Your task is to reproduce exactly the lines that run from the beginning of the data through the line where "pub fn brightness(&self)" appears.

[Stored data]
-- -- --
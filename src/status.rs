//! Light status snapshots.

use serde::{Deserialize, Serialize};

use crate::command::LightsBody;
use crate::types::{Brightness, Property, PropertyValue, Temperature};

/// Current state of a light, fetched fresh from the device.
#[derive(Debug, Serialize, Deserialize, Clone, Copy, PartialEq, Eq)]
pub struct DeviceStatus {
    on: bool,
    brightness: Brightness,
    temperature: Temperature,
}

impl DeviceStatus {
    pub fn new(on: bool, brightness: Brightness, temperature: Temperature) -> Self {
        DeviceStatus {
            on,
            brightness,
            temperature,
        }
    }

    /// Check if the light is emitting.
    pub fn on(&self) -> bool {
        self.on
    }

    pub fn brightness(&self) -> Brightness {
        self.brightness
    }

    pub fn temperature(&self) -> Temperature {
        self.temperature
    }

    /// Pick the value of one property out of this snapshot.
    pub fn get(&self, property: Property) -> PropertyValue {
        match property {
            Property::Power => PropertyValue::Power(self.on),
            Property::Brightness => PropertyValue::Brightness(self.brightness),
            Property::Temperature => PropertyValue::Temperature(self.temperature),
        }
    }

    /// Status of the first light in a GET reply, if there is one.
    pub(crate) fn from_body(body: &LightsBody<LightState>) -> Option<Self> {
        body.lights.first().map(DeviceStatus::from)
    }
}

/// One light entry as reported by the device.
#[derive(Debug, Serialize, Deserialize, Clone)]
pub(crate) struct LightState {
    pub on: u8,
    pub brightness: Brightness,
    pub temperature: Temperature,
}

impl From<&LightState> for DeviceStatus {
    fn from(light: &LightState) -> Self {
        DeviceStatus {
            on: light.on != 0,
            brightness: light.brightness,
            temperature: light.temperature,
        }
    }
}
//! # keylight_rs
//!
//! Discovers Elgato Key Lights on the local network and exposes each one as a
//! controllable accessory (power, brightness, color temperature) to a
//! home-automation host.
//!
//! The crate owns the lifecycle between the two sides: service announcements
//! come in through a [`Discovery`] feed, the [`DiscoveryBridge`] turns them
//! into [`Registry`] updates, and every registered [`Accessory`] carries
//! [`LightControls`] that translate host reads and writes into HTTP calls
//! against the light's REST API.
//!
//! ## Quick Start
//!
//! ```ignore
//! use std::sync::Arc;
//! use keylight_rs::{ChannelDiscovery, DiscoveryBridge, PlatformConfig, Registry};
//!
//! async fn run(host: Arc<dyn keylight_rs::Host>) -> Result<(), keylight_rs::Error> {
//!     let config = PlatformConfig::default();
//!     let registry = Registry::from_config(host, &config)?;
//!
//!     // Forward what your mDNS browser sees through `sender`, and let it
//!     // forget the services that come back on `removals`.
//!     let (discovery, sender, removals) = ChannelDiscovery::new();
//!     DiscoveryBridge::new(registry.clone(), Arc::new(discovery), &config)
//!         .run()
//!         .await
//! }
//! ```
//!
//! ## Failure policy
//!
//! A light that fails a single request is treated as gone: the accessory is
//! removed from the registry and unregistered from the host, and the error is
//! returned to the caller. Nothing is retried. The light comes back the next
//! time discovery announces it.
//!
//! ## Communication
//!
//! Lights are controlled over HTTP at `http://{address}:{port}/elgato/lights`.
//! Reads are `GET`, writes are a sparse `PUT` that only carries the fields
//! being changed.

mod accessory;
mod client;
mod command;
mod config;
mod controls;
mod discovery;
mod endpoint;
mod errors;
mod host;
mod registry;
mod status;
mod types;

// Re-export public API
pub use accessory::{Accessory, AccessoryContext, AccessoryRecord};
pub use client::DeviceClient;
pub use command::DeviceCommand;
pub use config::{PLATFORM_NAME, PLUGIN_NAME, PlatformConfig, SERVICE_TYPE};
pub use controls::LightControls;
pub use discovery::{
    Announcement, ChannelDiscovery, Discovery, DiscoveryBridge, DiscoveryEvent, DiscoveryHandle,
    DiscoverySender, ServiceRemovals, ServiceRemoved,
};
pub use endpoint::Endpoint;
pub use errors::{Error, UnreachableCause};
pub use host::Host;
pub use registry::Registry;
pub use status::DeviceStatus;
pub use types::{Brightness, Property, PropertyValue, Temperature};
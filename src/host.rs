//! The home-automation host the accessories are published to.

use crate::accessory::Accessory;

/// Registration surface of the host platform.
///
/// The registry calls these while holding its lock, so implementations must
/// not call back into the [`Registry`](crate::Registry) synchronously. They
/// are free to spawn work that does.
pub trait Host: Send + Sync {
    /// Publish a newly discovered accessory. Not called for restored ones.
    fn register(&self, accessory: &Accessory);

    /// Withdraw an accessory that was registered or restored.
    fn unregister(&self, accessory: &Accessory);
}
-- -- --
** Task output **
filename src/status.rs
//! Light status snapshots.

use serde::{Deserialize, Serialize};

use crate::command::LightsBody;
use crate::types::{Brightness, Property, PropertyValue, Temperature};

/// Current state of a light, fetched fresh from the device.
#[derive(Debug, Serialize, Deserialize, Clone, Copy, PartialEq, Eq)]
pub struct DeviceStatus {
    on: bool,
    brightness: Brightness,
    temperature: Temperature,
}

impl DeviceStatus {
    pub fn new(on: bool, brightness: Brightness, temperature: Temperature) -> Self {
        DeviceStatus {
            on,
            brightness,
            temperature,
        }
    }

    /// Check if the light is emitting.
    pub fn on(&self) -> bool {
        self.on
    }

    pub fn brightness(&self) -> Brightness {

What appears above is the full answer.